Stored items:

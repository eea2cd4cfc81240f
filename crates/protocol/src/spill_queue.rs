//! Bounded drop-oldest queue.
//!
//! The daemon prefers losing the *oldest* buffered work to blocking its
//! producers: ingestion must never stall on a slow backend. This queue is
//! used three times with different element types: segments on the ring,
//! sealed batches in front of the uploader workers, and telemetry records
//! awaiting upload.
//!
//! `push` never blocks. When the queue is full the oldest element is
//! evicted and handed back to the caller, which owns the side effects
//! (returning a buffer, counting spillover, logging). `pop` is the only
//! suspending operation and resolves to `None` exactly when the queue is
//! closed and drained.

use std::collections::VecDeque;

use parking_lot::Mutex;
use tokio::sync::Notify;

/// Error returned when pushing onto a closed queue. Carries the rejected
/// element back so the caller can dispose of it.
#[derive(Debug)]
pub struct SendError<T>(pub T);

impl<T> std::fmt::Display for SendError<T> {
    fn fmt(&self, f: &mut std::fmt::Formatter<'_>) -> std::fmt::Result {
        write!(f, "queue is closed")
    }
}

impl<T: std::fmt::Debug> std::error::Error for SendError<T> {}

struct QueueInner<T> {
    items: VecDeque<T>,
    closed: bool,
}

/// Bounded multi-producer multi-consumer FIFO with drop-oldest overflow.
pub struct SpillQueue<T> {
    inner: Mutex<QueueInner<T>>,
    notify: Notify,
    capacity: usize,
}

impl<T> SpillQueue<T> {
    /// Create a queue bounded at `capacity` elements. A zero capacity is a
    /// construction bug and panics.
    pub fn new(capacity: usize) -> Self {
        assert!(capacity > 0, "spill queue capacity must be non-zero");
        Self {
            inner: Mutex::new(QueueInner {
                items: VecDeque::with_capacity(capacity),
                closed: false,
            }),
            notify: Notify::new(),
            capacity,
        }
    }

    /// Enqueue an element without blocking.
    ///
    /// Returns the evicted oldest element when the queue was full, `None`
    /// when there was room. Pushing onto a closed queue is a caller
    /// sequencing bug and returns the element back as an error.
    pub fn push(&self, item: T) -> Result<Option<T>, SendError<T>> {
        let evicted = {
            let mut inner = self.inner.lock();
            if inner.closed {
                return Err(SendError(item));
            }
            let evicted = if inner.items.len() == self.capacity {
                inner.items.pop_front()
            } else {
                None
            };
            inner.items.push_back(item);
            evicted
        };
        self.notify.notify_one();
        Ok(evicted)
    }

    /// Dequeue the oldest element, waiting while the queue is empty.
    ///
    /// Returns `None` only when the queue is closed and drained.
    pub async fn pop(&self) -> Option<T> {
        loop {
            // Register interest before re-checking so a push between the
            // check and the await cannot be missed.
            let notified = self.notify.notified();
            {
                let mut inner = self.inner.lock();
                if let Some(item) = inner.items.pop_front() {
                    // Hand the permit on; another consumer may have work.
                    if !inner.items.is_empty() {
                        self.notify.notify_one();
                    }
                    return Some(item);
                }
                if inner.closed {
                    return None;
                }
            }
            notified.await;
        }
    }

    /// Dequeue without waiting. `None` means empty right now.
    pub fn try_pop(&self) -> Option<T> {
        self.inner.lock().items.pop_front()
    }

    /// Close the queue. Idempotent; wakes every waiting consumer so they
    /// can observe closed-and-empty.
    pub fn close(&self) {
        {
            let mut inner = self.inner.lock();
            inner.closed = true;
        }
        self.notify.notify_waiters();
    }

    /// Whether `close` has been called.
    pub fn is_closed(&self) -> bool {
        self.inner.lock().closed
    }

    /// Number of queued elements at this instant.
    pub fn len(&self) -> usize {
        self.inner.lock().items.len()
    }

    /// Whether the queue is empty at this instant.
    pub fn is_empty(&self) -> bool {
        self.inner.lock().items.is_empty()
    }

    /// Maximum number of queued elements.
    pub fn capacity(&self) -> usize {
        self.capacity
    }
}

#[cfg(test)]
#[path = "spill_queue_test.rs"]
mod spill_queue_test;
//! Instance identity for telemetry records.
//!
//! Hostname and instance id come from the environment when set, otherwise
//! from the EC2 instance metadata service. Local mode skips the metadata
//! queries entirely; missing values stay empty and the backend copes.

use std::time::Duration;

use xrelay_backend::TelemetryMeta;

/// Instance metadata service base URL.
const IMDS_BASE: &str = "http://169.254.169.254";

/// Token TTL requested for IMDSv2 sessions.
const IMDS_TOKEN_TTL: &str = "21600";

/// Metadata queries must not delay startup on machines without IMDS.
const IMDS_TIMEOUT: Duration = Duration::from_secs(1);

/// Resolve the identity fields attached to telemetry uploads.
pub async fn resolve_meta(resource_arn: &str, local_mode: bool) -> TelemetryMeta {
    let fetcher = if local_mode { None } else { ImdsFetcher::new().await };

    let hostname = match std::env::var("AWS_HOSTNAME") {
        Ok(value) if !value.is_empty() => {
            tracing::debug!(hostname = %value, "hostname from environment");
            value
        }
        _ => match &fetcher {
            Some(imds) => imds.get("hostname").await.unwrap_or_default(),
            None => String::new(),
        },
    };

    let instance_id = match std::env::var("AWS_INSTANCE_ID") {
        Ok(value) if !value.is_empty() => {
            tracing::debug!(instance_id = %value, "instance id from environment");
            value
        }
        _ => match &fetcher {
            Some(imds) => imds.get("instance-id").await.unwrap_or_default(),
            None => String::new(),
        },
    };

    TelemetryMeta {
        instance_id,
        hostname,
        resource_arn: resource_arn.to_string(),
    }
}

/// Minimal IMDSv2 client. Falls back to unauthenticated requests when the
/// token endpoint is unavailable (IMDSv1 hosts).
struct ImdsFetcher {
    http: reqwest::Client,
    token: Option<String>,
}

impl ImdsFetcher {
    async fn new() -> Option<Self> {
        let http = reqwest::Client::builder()
            .timeout(IMDS_TIMEOUT)
            .build()
            .ok()?;

        let token = http
            .put(format!("{IMDS_BASE}/latest/api/token"))
            .header("X-aws-ec2-metadata-token-ttl-seconds", IMDS_TOKEN_TTL)
            .send()
            .await
            .ok()
            .filter(|response| response.status().is_success());
        let token = match token {
            Some(response) => response.text().await.ok(),
            None => None,
        };

        Some(Self { http, token })
    }

    async fn get(&self, path: &str) -> Option<String> {
        let mut request = self
            .http
            .get(format!("{IMDS_BASE}/latest/meta-data/{path}"));
        if let Some(token) = &self.token {
            request = request.header("X-aws-ec2-metadata-token", token);
        }

        match request.send().await {
            Ok(response) if response.status().is_success() => {
                let value = response.text().await.ok()?;
                tracing::debug!(path = %path, value = %value, "instance metadata");
                Some(value)
            }
            Ok(response) => {
                tracing::debug!(path = %path, status = %response.status(), "metadata lookup failed");
                None
            }
            Err(err) => {
                tracing::debug!(path = %path, error = %err, "metadata lookup failed");
                None
            }
        }
    }
}

#[cfg(test)]
mod tests {
    use super::*;

    #[tokio::test]
    async fn test_local_mode_skips_metadata() {
        let meta = resolve_meta("arn:aws:ec2:::instance/i-0", true).await;
        assert_eq!(meta.resource_arn, "arn:aws:ec2:::instance/i-0");
        // Env vars may or may not be present in the test environment; the
        // call must simply not hang or error.
    }
}
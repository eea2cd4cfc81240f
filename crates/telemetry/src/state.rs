//! Shared telemetry counters.
//!
//! Hot-path components only ever fetch-add; the uploader rotates the
//! window by swapping each counter to zero. A fetch-add racing the
//! rotation lands in exactly one of the two windows, which is the
//! contract the record format needs.

use std::sync::atomic::{AtomicBool, AtomicU64, Ordering};

use xrelay_backend::{BackendConnectionErrors, ErrorClass, TelemetryRecord};

/// Live counter set shared across the daemon.
#[derive(Debug, Default)]
pub struct TelemetryState {
    segments_received: AtomicU64,
    segments_sent: AtomicU64,
    segments_rejected: AtomicU64,
    segments_spilled: AtomicU64,

    err_timeout: AtomicU64,
    err_refused: AtomicU64,
    err_4xx: AtomicU64,
    err_5xx: AtomicU64,
    err_unknown_host: AtomicU64,
    err_other: AtomicU64,

    /// Set once the first segment arrives; gates all uploads.
    post_enabled: AtomicBool,
}

impl TelemetryState {
    /// Create a zeroed counter set.
    pub fn new() -> Self {
        Self::default()
    }

    /// Count datagrams read off the socket. Arms telemetry posting.
    pub fn segment_received(&self, count: u64) {
        self.segments_received.fetch_add(count, Ordering::Relaxed);
        self.post_enabled.store(true, Ordering::Relaxed);
    }

    /// Count segments accepted by the service.
    pub fn segment_sent(&self, count: u64) {
        self.segments_sent.fetch_add(count, Ordering::Relaxed);
    }

    /// Count segments dropped for being malformed or refused.
    pub fn segment_rejected(&self, count: u64) {
        self.segments_rejected.fetch_add(count, Ordering::Relaxed);
    }

    /// Count segments lost because ingress outran egress.
    pub fn segment_spilled(&self, count: u64) {
        self.segments_spilled.fetch_add(count, Ordering::Relaxed);
    }

    /// Count a classified backend connection failure.
    pub fn backend_error(&self, class: ErrorClass) {
        let counter = match class {
            ErrorClass::Timeout => &self.err_timeout,
            ErrorClass::Refused => &self.err_refused,
            ErrorClass::Http4xx(_) => &self.err_4xx,
            ErrorClass::Http5xx(_) => &self.err_5xx,
            ErrorClass::UnknownHost => &self.err_unknown_host,
            ErrorClass::Other => &self.err_other,
        };
        counter.fetch_add(1, Ordering::Relaxed);
    }

    /// Whether any segment has ever been received.
    pub fn post_enabled(&self) -> bool {
        self.post_enabled.load(Ordering::Relaxed)
    }

    /// Close the current window: zero every counter and return the
    /// snapshot stamped with `timestamp`.
    pub fn rotate(&self, timestamp: i64) -> TelemetryRecord {
        TelemetryRecord {
            timestamp,
            segments_received_count: self.segments_received.swap(0, Ordering::Relaxed),
            segments_sent_count: self.segments_sent.swap(0, Ordering::Relaxed),
            segments_rejected_count: self.segments_rejected.swap(0, Ordering::Relaxed),
            segments_spillover_count: self.segments_spilled.swap(0, Ordering::Relaxed),
            backend_connection_errors: BackendConnectionErrors {
                timeout_count: self.err_timeout.swap(0, Ordering::Relaxed),
                connection_refused_count: self.err_refused.swap(0, Ordering::Relaxed),
                http_code_4xx_count: self.err_4xx.swap(0, Ordering::Relaxed),
                http_code_5xx_count: self.err_5xx.swap(0, Ordering::Relaxed),
                unknown_host_count: self.err_unknown_host.swap(0, Ordering::Relaxed),
                other_count: self.err_other.swap(0, Ordering::Relaxed),
            },
        }
    }
}

#[cfg(test)]
#[path = "state_test.rs"]
mod state_test;
//! Tests for configuration loading and validation.

use std::io::Write;

use crate::{Config, ConfigError};

#[test]
fn test_defaults() {
    let config = Config::default();
    assert_eq!(config.total_buffer_size_mb, 0);
    assert_eq!(config.concurrency, 8);
    assert!(config.endpoint.is_empty());
    assert!(config.region.is_empty());
    assert_eq!(config.socket.udp_address, "127.0.0.1:2000");
    assert_eq!(config.socket.tcp_address, "127.0.0.1:2000");
    assert_eq!(config.proxy_server.idle_conn_timeout_s, 30);
    assert_eq!(config.proxy_server.max_idle_conns_per_host, 2);
    assert_eq!(config.proxy_server.max_idle_conns, 0);
    assert!(!config.local_mode);
    assert!(!config.no_verify_ssl);
    assert_eq!(config.version, 1);
}

#[test]
fn test_parse_empty_document() {
    let config: Config = "{}".parse().unwrap();
    assert_eq!(config.concurrency, 8);
}

#[test]
fn test_parse_full_document() {
    let yaml = r#"
TotalBufferSizeMB: 16
Concurrency: 4
Endpoint: "https://xray.example.test"
Region: eu-central-1
Socket:
  UDPAddress: "0.0.0.0:3000"
  TCPAddress: "0.0.0.0:3001"
ProxyServer:
  IdleConnTimeout: 60
  MaxIdleConnsPerHost: 4
  MaxIdleConns: 16
Logging:
  LogLevel: debug
  LogPath: /tmp/xrelay.log
  LogRotation: false
LocalMode: true
ResourceARN: "arn:aws:ec2:::instance/i-0"
RoleARN: "arn:aws:iam::123456789012:role/upload"
NoVerifySSL: true
ProxyAddress: "http://proxy.internal:3128"
Version: 2
"#;
    let config: Config = yaml.parse().unwrap();
    assert_eq!(config.total_buffer_size_mb, 16);
    assert_eq!(config.concurrency, 4);
    assert_eq!(config.endpoint, "https://xray.example.test");
    assert_eq!(config.region, "eu-central-1");
    assert_eq!(config.socket.udp_address, "0.0.0.0:3000");
    assert_eq!(config.socket.tcp_address, "0.0.0.0:3001");
    assert_eq!(config.proxy_server.idle_conn_timeout_s, 60);
    assert_eq!(config.proxy_server.max_idle_conns_per_host, 4);
    assert_eq!(config.proxy_server.max_idle_conns, 16);
    assert_eq!(config.logging.log_level, "debug");
    assert!(config.local_mode);
    assert_eq!(config.resource_arn, "arn:aws:ec2:::instance/i-0");
    assert_eq!(config.role_arn, "arn:aws:iam::123456789012:role/upload");
    assert!(config.no_verify_ssl);
    assert_eq!(config.proxy_address, "http://proxy.internal:3128");
    assert_eq!(config.version, 2);
}

#[test]
fn test_unsupported_version_rejected() {
    let err = "Version: 7".parse::<Config>().unwrap_err();
    assert!(matches!(err, ConfigError::UnsupportedVersion { version: 7, .. }));
}

#[test]
fn test_zero_concurrency_rejected() {
    let err = "Concurrency: 0".parse::<Config>().unwrap_err();
    assert!(matches!(err, ConfigError::InvalidValue { .. }));
}

#[test]
fn test_bad_bind_address_rejected() {
    let yaml = "Socket:\n  UDPAddress: \"not-an-address\"";
    let err = yaml.parse::<Config>().unwrap_err();
    let text = err.to_string();
    assert!(text.contains("Socket.UDPAddress"), "unexpected error: {text}");
}

#[test]
fn test_malformed_yaml_rejected() {
    let err = "Socket: [not a map".parse::<Config>().unwrap_err();
    assert!(matches!(err, ConfigError::Parse(_)));
}

#[test]
fn test_from_file() {
    let mut file = tempfile::NamedTempFile::new().unwrap();
    writeln!(file, "Concurrency: 2\nRegion: us-east-1").unwrap();

    let config = Config::from_file(file.path()).unwrap();
    assert_eq!(config.concurrency, 2);
    assert_eq!(config.region, "us-east-1");
}

#[test]
fn test_from_missing_file() {
    let err = Config::from_file("/definitely/not/here.yaml").unwrap_err();
    assert!(matches!(err, ConfigError::Io { .. }));
}
//! Uploader worker pool.
//!
//! Workers consume sealed batches and call the backend. Failures are
//! classified into the telemetry counters and answered with full-jitter
//! backoff; segments the service individually refused are counted as
//! rejected and logged with their extracted ids, but never retried.

use std::collections::HashMap;
use std::sync::Arc;
use std::time::Instant;

use tokio::task::JoinHandle;
use tokio_util::sync::CancellationToken;

use xrelay_backend::{UnprocessedSegment, XRayApi};
use xrelay_protocol::{segment_id, trace_id, SpillQueue};
use xrelay_telemetry::TelemetryState;

use crate::backoff;

/// Pool of upload workers over one shared batch queue.
pub struct UploaderPool {
    concurrency: usize,
    client: Arc<dyn XRayApi>,
    telemetry: Arc<TelemetryState>,
}

impl UploaderPool {
    /// Create a pool of `concurrency` workers.
    pub fn new(
        concurrency: usize,
        client: Arc<dyn XRayApi>,
        telemetry: Arc<TelemetryState>,
    ) -> Self {
        Self {
            concurrency,
            client,
            telemetry,
        }
    }

    /// Spawn the workers. Each exits when the queue is closed and empty;
    /// `cancel` cuts backoff sleeps short so shutdown drains promptly.
    pub fn spawn(
        &self,
        batches: Arc<SpillQueue<Vec<String>>>,
        cancel: CancellationToken,
    ) -> Vec<JoinHandle<()>> {
        (0..self.concurrency)
            .map(|worker_id| {
                let worker = UploadWorker {
                    id: worker_id,
                    batches: Arc::clone(&batches),
                    client: Arc::clone(&self.client),
                    telemetry: Arc::clone(&self.telemetry),
                    cancel: cancel.clone(),
                };
                tokio::spawn(worker.run())
            })
            .collect()
    }
}

struct UploadWorker {
    id: usize,
    batches: Arc<SpillQueue<Vec<String>>>,
    client: Arc<dyn XRayApi>,
    telemetry: Arc<TelemetryState>,
    cancel: CancellationToken,
}

impl UploadWorker {
    async fn run(self) {
        let mut failed_attempts: u64 = 0;

        while let Some(batch) = self.batches.pop().await {
            let start = Instant::now();
            match self.client.put_segments(batch.clone()).await {
                Ok(output) => {
                    self.telemetry.segment_sent(batch.len() as u64);
                    if output.unprocessed.is_empty() {
                        failed_attempts = 0;
                        tracing::info!(
                            worker_id = self.id,
                            count = batch.len(),
                            elapsed_ms = start.elapsed().as_millis() as u64,
                            "sent segment batch"
                        );
                    } else {
                        tracing::info!(
                            worker_id = self.id,
                            count = batch.len(),
                            unprocessed = output.unprocessed.len(),
                            elapsed_ms = start.elapsed().as_millis() as u64,
                            "sent segment batch with unprocessed segments"
                        );
                        self.report_unprocessed(&batch, &output.unprocessed);
                    }
                }
                Err(err) => {
                    self.telemetry.backend_error(err.classify());
                    failed_attempts += 1;
                    tracing::error!(
                        worker_id = self.id,
                        error = %err,
                        failed_attempts,
                        "sending segment batch failed"
                    );

                    let delay = backoff::jittered_delay(failed_attempts);
                    if !delay.is_zero() {
                        tracing::debug!(
                            worker_id = self.id,
                            delay_ms = delay.as_millis() as u64,
                            "backing off before next batch"
                        );
                        tokio::select! {
                            _ = self.cancel.cancelled() => {}
                            _ = tokio::time::sleep(delay) => {}
                        }
                    }
                }
            }
        }

        tracing::debug!(worker_id = self.id, "upload worker done");
    }

    /// Count and log segments the service refused. Best-effort id
    /// extraction; a document we cannot match is logged raw.
    fn report_unprocessed(&self, batch: &[String], unprocessed: &[UnprocessedSegment]) {
        let mut by_id: HashMap<&str, &String> = HashMap::with_capacity(batch.len());
        for document in batch {
            match segment_id(document) {
                Some(id) => {
                    by_id.insert(id, document);
                }
                None => {
                    tracing::debug!(worker_id = self.id, document = %document, "failed to match id in segment");
                }
            }
        }

        for item in unprocessed {
            self.telemetry.segment_rejected(1);

            let Some(id) = item.id.as_deref() else {
                tracing::debug!(
                    worker_id = self.id,
                    error_code = item.error_code.as_deref().unwrap_or(""),
                    "unprocessed segment without id from service"
                );
                continue;
            };

            match by_id.get(id).and_then(|document| trace_id(document)) {
                Some(trace) => tracing::error!(
                    worker_id = self.id,
                    trace_id = %trace,
                    segment_id = %id,
                    error_code = item.error_code.as_deref().unwrap_or(""),
                    "unprocessed segment"
                ),
                None => tracing::error!(
                    worker_id = self.id,
                    segment_id = %id,
                    error_code = item.error_code.as_deref().unwrap_or(""),
                    "unprocessed segment"
                ),
            }
            if let Some(document) = by_id.get(id) {
                tracing::debug!(worker_id = self.id, document = %document, "unprocessed segment document");
            }
        }
    }
}

#[cfg(test)]
#[path = "uploader_test.rs"]
mod uploader_test;
//! Pipeline tuning parameters.
//!
//! These rarely need changing and are deliberately not part of the main
//! config file surface; the daemon constructs one and adjusts the few
//! values that depend on runtime facts (batch size is capped at the pool
//! size so a batch can never pin more buffers than exist).

/// Tuning knobs for the receive and upload pipeline.
#[derive(Debug, Clone)]
pub struct ParameterConfig {
    /// Concurrent receiver tasks reading the UDP socket.
    pub receiver_routines: usize,

    /// Receive buffer size per datagram, in KB.
    pub socket_buffer_kb: usize,

    /// Segments per upload batch.
    pub batch_size: usize,

    /// Idle time before a partial batch is sealed, in milliseconds.
    pub idle_timeout_ms: u64,

    /// Idle connections kept per backend host.
    pub max_idle_conn_per_host: usize,

    /// Per-request timeout for backend calls, in seconds.
    pub request_timeout_s: u64,

    /// Sealed batches buffered ahead of the uploader workers.
    pub batch_processor_queue_size: usize,

    /// Floor for the segment ring capacity.
    pub segment_channel_std: usize,
}

impl Default for ParameterConfig {
    fn default() -> Self {
        Self {
            receiver_routines: 2,
            socket_buffer_kb: 64,
            batch_size: 50,
            idle_timeout_ms: 1000,
            max_idle_conn_per_host: 8,
            request_timeout_s: 2,
            batch_processor_queue_size: 20,
            segment_channel_std: 250,
        }
    }
}

impl ParameterConfig {
    /// Receive buffer size in bytes.
    pub fn socket_buffer_size(&self) -> usize {
        self.socket_buffer_kb * 1024
    }
}

#[cfg(test)]
mod tests {
    use super::*;

    #[test]
    fn test_defaults() {
        let params = ParameterConfig::default();
        assert_eq!(params.receiver_routines, 2);
        assert_eq!(params.socket_buffer_kb, 64);
        assert_eq!(params.socket_buffer_size(), 65536);
        assert_eq!(params.batch_size, 50);
        assert_eq!(params.idle_timeout_ms, 1000);
        assert_eq!(params.max_idle_conn_per_host, 8);
        assert_eq!(params.request_timeout_s, 2);
        assert_eq!(params.batch_processor_queue_size, 20);
        assert_eq!(params.segment_channel_std, 250);
    }
}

YOUR GOAL ->
From the entries above, return each line with the word "role" in it.

RESPONSE BOX ->
RoleARN: "arn:aws:iam::123456789012:role/upload"
    assert_eq!(config.role_arn, "arn:aws:iam::123456789012:role/upload");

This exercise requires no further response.